Having just blogged about this recently, it is great to see that others (and non-Librarians at that!) are thinking these things, too.

Sunday, October 23, 2005

After posting about my newfound love of Writely, I have discovered (via eHub) a new online word processing tool, The appeal of, to me, is the spreadsheet capability that is scheduled to be available in November according to the FAQs.

In addition to the spreadsheet option, it is also supposed to be implementing a presentation capability as well.

Update: Well, after trying to sign up for a account, I am somewhat less enthusiastic. At first glance, it seems as though they require a lot of personal information in return for an account. In reality, you only need to enter a username, password, first and last name, email address, and phone number. Why on earth is phone number a required field?!

Plus, a very quick look at the terms and conditions (yes, I actually usually do check that stuff out before agreeing to it) leaves me a bit curious about a few things:

Who owns copyright for the information I store on the site? Their copyright sections just confuse me.

Writely is much more clear on this, saying that information from the site is under copyright. That differentiates nicely between content I save to the site and content the site puts out. Plus, Writely has a section detailing "Your Intellectual Property Rights" in its Terms of Use.
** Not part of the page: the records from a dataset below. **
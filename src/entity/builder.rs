use std::{collections::BTreeMap, mem};

use crate::{
    component::boxed, components::SingleComponent, error::Result, Component, ComponentBox,
    ComponentKey, Entity, EntityPool, EntityRef, Urn,
};

/// Accumulates a set of components and commits them as a new entity.
///
/// Setting a component of a type already present replaces it.
#[derive(Debug, Default)]
pub struct EntityBuilder {
    components: BTreeMap<ComponentKey, ComponentBox>,
    id: Option<Entity>,
}

impl EntityBuilder {
    pub fn new() -> Self {
        Self {
            components: BTreeMap::new(),
            id: None,
        }
    }

    /// Starts from an existing set of components, such as one obtained from
    /// [`EntityPool::copy_components`]
    pub fn from_components(components: BTreeMap<ComponentKey, ComponentBox>) -> Self {
        Self {
            components,
            id: None,
        }
    }

    /// Sets the component of the entity.
    pub fn set<T: Component>(&mut self, value: T) -> &mut Self {
        self.set_boxed(boxed(value))
    }

    /// Sets a type erased component
    pub fn set_boxed(&mut self, value: ComponentBox) -> &mut Self {
        self.components.insert(value.key(), value);
        self
    }

    /// Sets a component with the default value of `T`
    pub fn set_default<T: Component + Default>(&mut self) -> &mut Self {
        self.set(T::default())
    }

    /// Claims `urn` for the entity through a [`SingleComponent`]
    pub fn single(&mut self, urn: Urn) -> &mut Self {
        self.set(SingleComponent::new(urn))
    }

    /// Return a reference to the stored component.
    pub fn get<T: Component>(&self) -> Option<&T> {
        self.components
            .get(&ComponentKey::of::<T>())?
            .downcast_ref::<T>()
    }

    /// Removes a previously set component
    pub fn remove<T: Component>(&mut self) -> &mut Self {
        self.components.remove(&ComponentKey::of::<T>());
        self
    }

    /// Returns true if a component of type `T` has been set
    pub fn has<T: Component>(&self) -> bool {
        self.components.contains_key(&ComponentKey::of::<T>())
    }

    /// Commit the entity with a specific, previously minted id rather than a
    /// freshly allocated one.
    pub fn with_id(&mut self, id: Entity) -> &mut Self {
        self.id = Some(id);
        self
    }

    /// Commits the entity into the pool.
    ///
    /// Returns the null handle if the pinned id could not be registered or
    /// if the pool rejected the components. See [`Self::try_build`] for the
    /// reason.
    pub fn build(&mut self, pool: &EntityPool) -> EntityRef {
        match self.try_build(pool) {
            Ok(handle) => handle,
            Err(err) => {
                tracing::debug!(%err, "failed to build entity");
                EntityRef::null()
            }
        }
    }

    /// Commits the entity into the pool.
    ///
    /// Clears the builder and allows it to be used again. On failure no
    /// component is written and an allocated id is released.
    pub fn try_build(&mut self, pool: &EntityPool) -> Result<EntityRef> {
        let components = mem::take(&mut self.components);

        let id = match self.id.take() {
            Some(id) => {
                pool.try_register_id(id)?;
                id
            }
            None => pool.create_entity(),
        };

        if let Err(err) = pool.insert_ref(EntityRef::new(id, pool), components.into_values()) {
            pool.destroy(id);
            return Err(err);
        }

        Ok(pool.get_entity(id))
    }
}
use core::any::TypeId;
use std::collections::BTreeMap;

use crate::system::{BoxedSystem, Context, System};

/// Orders and drives a list of systems.
///
/// Systems run sequentially by ascending priority. A system added after the
/// manager was initialized is initialized before its first update.
#[derive(Default, Debug)]
pub struct EntitySystemManager {
    systems: Vec<BoxedSystem>,
    by_type: BTreeMap<TypeId, usize>,
    context: Option<Context>,
}

impl EntitySystemManager {
    pub fn new() -> Self {
        Self::default()
    }

    fn reindex(&mut self) {
        self.systems.sort_by_key(|v| v.priority());
        self.by_type = self
            .systems
            .iter()
            .enumerate()
            .map(|(i, v)| (v.system_type(), i))
            .collect();
    }

    /// Add a new system, replacing any system of the same type.
    pub fn add(&mut self, system: impl Into<BoxedSystem>) -> &mut Self {
        let system = system.into();
        if let Some(&index) = self.by_type.get(&system.system_type()) {
            let old = self.systems.remove(index);
            tracing::debug!(system = old.name(), "replacing system");
        }

        self.systems.push(system);
        self.reindex();
        self
    }

    /// Removes the system of type `S`
    pub fn remove<S: System>(&mut self) -> Option<BoxedSystem> {
        let index = *self.by_type.get(&TypeId::of::<S>())?;
        let system = self.systems.remove(index);
        self.reindex();
        Some(system)
    }

    pub fn get<S: System>(&self) -> Option<&S> {
        let &index = self.by_type.get(&TypeId::of::<S>())?;
        self.systems[index].downcast_ref()
    }

    pub fn get_mut<S: System>(&mut self) -> Option<&mut S> {
        let &index = self.by_type.get(&TypeId::of::<S>())?;
        self.systems[index].downcast_mut()
    }

    /// Enables or disables updates of the system of type `S`.
    ///
    /// A disabled system stays in the schedule but neither its update nor
    /// its post update hook runs. Returns false if no such system exists.
    pub fn set_processing<S: System>(&mut self, processing: bool) -> bool {
        match self.by_type.get(&TypeId::of::<S>()) {
            Some(&index) => {
                self.systems[index].set_processing(processing);
                true
            }
            None => false,
        }
    }

    pub fn contains<S: System>(&self) -> bool {
        self.by_type.contains_key(&TypeId::of::<S>())
    }

    /// Iterate the systems in execution order
    pub fn iter(&self) -> impl Iterator<Item = &BoxedSystem> {
        self.systems.iter()
    }

    pub fn len(&self) -> usize {
        self.systems.len()
    }

    pub fn is_empty(&self) -> bool {
        self.systems.is_empty()
    }

    pub fn is_initialized(&self) -> bool {
        self.context.is_some()
    }

    /// Initializes every system with the given context.
    ///
    /// Each system is initialized at most once, calling this again only
    /// initializes systems added since or which previously failed.
    #[tracing::instrument(level = "debug", skip_all, fields(systems = self.systems.len()))]
    pub fn initialize(&mut self, ctx: &Context) -> anyhow::Result<()> {
        self.context = Some(ctx.clone());
        self.initialize_pending()
    }

    fn initialize_pending(&mut self) -> anyhow::Result<()> {
        let Some(ctx) = &self.context else {
            return Ok(());
        };

        self.systems
            .iter_mut()
            .try_for_each(|system| system.initialize(ctx))
    }

    /// Updates every system in order.
    /// Returns the first error and aborts if a system fails.
    pub fn process(&mut self, delta: f32) -> anyhow::Result<()> {
        self.initialize_pending()?;
        self.systems
            .iter_mut()
            .try_for_each(|system| system.update(delta))
    }

    /// Runs the post update of every system in order
    pub fn post_process(&mut self, delta: f32) -> anyhow::Result<()> {
        self.systems
            .iter_mut()
            .try_for_each(|system| system.post_update(delta))
    }
}

#[cfg(test)]
mod test {
    use std::sync::Arc;

    use parking_lot::Mutex;

    use super::*;

    type Log = Arc<Mutex<Vec<&'static str>>>;

    struct Physics(Log);
    struct Render(Log);

    impl System for Physics {
        fn update(&mut self, _: f32) -> anyhow::Result<()> {
            self.0.lock().push("physics");
            Ok(())
        }
    }

    impl System for Render {
        fn update(&mut self, _: f32) -> anyhow::Result<()> {
            self.0.lock().push("render");
            Ok(())
        }

        fn post_update(&mut self, _: f32) -> anyhow::Result<()> {
            self.0.lock().push("present");
            Ok(())
        }
    }

    #[test]
    fn registration_order() {
        let log = Log::default();
        let mut manager = EntitySystemManager::new();
        manager
            .add(Physics(log.clone()))
            .add(Render(log.clone()));

        manager.process(0.0).unwrap();
        manager.post_process(0.0).unwrap();
        assert_eq!(*log.lock(), ["physics", "render", "present"]);
    }

    #[test]
    fn priority_override() {
        let log = Log::default();
        let mut manager = EntitySystemManager::new();
        manager
            .add(Physics(log.clone()))
            .add(BoxedSystem::new(Render(log.clone())).with_priority(0));

        manager.process(0.0).unwrap();
        assert_eq!(*log.lock(), ["render", "physics"]);
    }

    #[test]
    fn replace_same_type() {
        let first = Log::default();
        let second = Log::default();
        let mut manager = EntitySystemManager::new();
        manager.add(Physics(first.clone())).add(Physics(second.clone()));

        assert_eq!(manager.len(), 1);
        manager.process(0.0).unwrap();
        assert!(first.lock().is_empty());
        assert_eq!(*second.lock(), ["physics"]);

        assert!(manager.remove::<Physics>().is_some());
        assert!(manager.is_empty());
        assert!(manager.remove::<Physics>().is_none());
    }

    #[test]
    fn processing_flag() {
        let log = Log::default();
        let mut manager = EntitySystemManager::new();
        manager
            .add(Physics(log.clone()))
            .add(Render(log.clone()));

        assert!(manager.set_processing::<Physics>(false));
        manager.process(0.0).unwrap();
        assert_eq!(*log.lock(), ["render"]);
        assert_eq!(manager.len(), 2);
        assert!(manager.get::<Physics>().is_some());
    }
}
Second, from "5. Editing, Deleting and Modification We reserve the right in our sole discretion to edit or delete any documents, information or other content appearing on the Site." So, they can just delete stuff I put on there if they don't like it? I suppose where I need clarification is in reference to what counts as "content appearing on the Site." I would assume that my documents would only be viewable by me, so does that appear "on" the Site?

I hate legal jargon. I have a feeling I'm just showing my incredible ignorance when it comes to that kind of thing here, and the site is probably fine. Who knows.

Friday, October 21, 2005


Be warned, it's highly addicting.

Sudoku was mentioned in a LISNews post today. I had discovered this game a while ago after reading an article in a local paper, and found a great online version located at Web Sudoku. Check it out for a challenging, fun, and addicting game.

Thursday, October 20, 2005


Fred over at WeBreakStuff had an interesting post about the main problem with the world wide web: T.M.I. Too Much Information. These days I feel as though I'm suffering from a more severe case of information overload than ever before (for more on information overload see Wikipedia's coverage of the term). Unlike Fred, I don't have 1500 new items a day in my feed reader, but I do have around 200. And I'm adding new feeds all the time.

But the point is, that with all this information attacking us from all angles, the role of the librarian is becoming even more important, although less and less recognized. So much of the information on the Internet is, well, crap. One of the great things about the Internet is that anyone can publish on it. At the same time, that's one of the biggest drawbacks. Information ranges from high quality to very very low quality, and your friendly and helpful librarian is one of the best resources to help you find the high quality info.

Consult your librarian! Why? Because:

1. Your librarian may know of a better way to find the information you need. Searching through pages of Google results for that elusive article on your topic that you know is out there might be better accomplished in a different search engine, at a certain web site, or in various library resources. Or perhaps even in print (*gasp*).

2. Your librarian may know of a quicker way. Afterall, who doesn't want to save time? Why search through a long list of results when your librarian may have good suggestions for narrowing or limiting your search?

We aren't sitting at the Reference/Information Desk for our health, you know. :)

But, I'm done ranting about the usefulness of librarians. For today anyway.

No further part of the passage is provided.